Thursday 2 May 2013

Mother India!



Women Power to Empowerment:   Fiction and Facts


'And God Created a Woman' !

It was a lovely film with Gina Lolobrigida, the Italian legend, a woman so beautiful, and the beautiful woman that she portrayed amidst a classy, extravagantly staged milieu. That is the imprint I am still carrying from those impressionable childhood in Africa.

Almost around the same time, even as I was entering the romantic adolescence dreaming about the beautiful Ginas, ‘Mother India’ happened!

And the beautiful woman again - Nargis this time!

However, what Nargis portrayed in Mehboob’s classic magnum opus, was a transition, from a demure village belle in love, to a young poverty-stricken widow surrounded by her two dirty looking, grieving children, and finally, to a politically empowered lady. What she assayed was a rural Indian beauty with an unforgettable expression of pain on her mud slapped yet beautiful face, stuck with thick brown streaks of wet, disheveled hair.

What was only a transition, turns to transformation, as Mother India undergoes the drudgery of daily life in a village full of antagonistic elements and a villainous money lender who eyes her lecherously - a classical situation in a society where caste, class and widows are taboos. For a short while that she is happy even as the transformation towards the old aging mother continues subtly, she enjoys life with her two sons and their lovers - until the moneylender invites trouble, and one good son turns a murderer.

And Mother India, the innately powerful rural woman comes alive! On the screen that is!

The old woman as portrayed by a beautifully young Nargis, is by now a bent figure with wrinkles, gray hair and with a couple of teeth missing. Her drooping eyes showing the venom of justice despite her personal social predicament, she picks up a heavy rifle, and shaking with rage,  manages to mount it on her drooping shoulders. And then, she takes an unsteady aim at her murderer son with one eye closed, the grey eyebrows twitching with a momentary rage.

The close-up remains unforgettable, the whole range of emotions, quite simply, heart rending - her unseen yet surely broken heart and her visibly angry determination to bring her son to justice and that too, in spite of her very social constraints that he fought to demolish.

The trigger did work and there is one last transition. The innate but benign power of Mother India transforms her to a genuine political leader of the village even as she sees, or so she imagines, the blood of her son, flowing into a canal that she has just inaugurated!

But, that was a celluloid fiction, a visual feast for the masses.
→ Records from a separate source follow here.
use serde::{Deserialize, Serialize};
use thiserror::Error;

#[derive(Error, Debug, Clone, Serialize, Deserialize)]
pub enum FormFlowError {
    #[error("Validation error: {field} - {message}")]
    Validation { field: String, message: String },

    #[error("Not found: {resource}")]
    NotFound { resource: String },

    #[error("Document processing error: {message}")]
    DocumentProcessing { message: String },

    #[error("Transaction error: {message}")]
    Transaction { message: String },

    #[error("Storage error: {message}")]
    Storage { message: String },

    #[error("Configuration error: {message}")]
    Configuration { message: String },

    #[error("Internal server error: {message}")]
    Internal { message: String },
}

impl FormFlowError {
    pub fn validation(field: impl Into<String>, message: impl Into<String>) -> Self {
        Self::Validation {
            field: field.into(),
            message: message.into(),
        }
    }

    pub fn not_found(resource: impl Into<String>) -> Self {
        Self::NotFound {
            resource: resource.into(),
        }
    }

    pub fn document_processing(message: impl Into<String>) -> Self {
        Self::DocumentProcessing {
            message: message.into(),
        }
    }

    pub fn transaction(message: impl Into<String>) -> Self {
        Self::Transaction {
            message: message.into(),
        }
    }

    pub fn storage(message: impl Into<String>) -> Self {
        Self::Storage {
            message: message.into(),
        }
    }

    pub fn internal(message: impl Into<String>) -> Self {
        Self::Internal {
            message: message.into(),
        }
    }

    pub fn error_code(&self) -> &'static str {
        match self {
            Self::Validation { .. } => "VALIDATION_ERROR",
            Self::NotFound { .. } => "NOT_FOUND",
            Self::DocumentProcessing { .. } => "DOCUMENT_PROCESSING_ERROR",
            Self::Transaction { .. } => "TRANSACTION_ERROR",
            Self::Storage { .. } => "STORAGE_ERROR",
            Self::Configuration { .. } => "CONFIGURATION_ERROR",
            Self::Internal { .. } => "INTERNAL_SERVER_ERROR",
        }
    }

    pub fn http_status_code(&self) -> u16 {
        match self {
            Self::Validation { .. } => 400,
            Self::NotFound { .. } => 404,
            Self::DocumentProcessing { .. } => 500,
            Self::Transaction { .. } => 500,
            Self::Storage { .. } => 500,
            Self::Configuration { .. } => 500,
            Self::Internal { .. } => 500,
        }
    }
}

pub type FormFlowResult<T> = Result<T, FormFlowError>;

// Conversion from common error types
impl From<std::io::Error> for FormFlowError {
    fn from(error: std::io::Error) -> Self {
        Self::storage(error.to_string())
    }
}

impl From<serde_json::Error> for FormFlowError {
    fn from(error: serde_json::Error) -> Self {
        Self::validation("JSON", error.to_string())
    }
}

impl From<zip::result::ZipError> for FormFlowError {
    fn from(error: zip::result::ZipError) -> Self {
        Self::document_processing(error.to_string())
    }
}

impl From<quick_xml::Error> for FormFlowError {
    fn from(error: quick_xml::Error) -> Self {
        Self::document_processing(error.to_string())
    }
}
What are the facts today in agrarian mother India? Transition, transformation, social biases and evils, poverty, isolation, attitudes; the oppression and neglect; decision making, conflict/resolution; the daily drudgery, the innate beauty and the tenacity of the beautiful Indian woman, particularly in a village; the things she can do if only empowered. That for us is the rural Indian woman in a predominantly male bastion that is supposedly proud of its villages with a diverse set of traditions and culture, set amidst our fast degrading natural heritage.

Well! Be it a fact or the fiction, some sensitive, creative souls gave us a beautiful rendering by Gina and the ugly-yet-beautiful Mother India. We are forever grateful to them.

‘And God created a Woman’ – yes. But whosoever created the subject of 'Gender and Equity, it was certainly not Him!!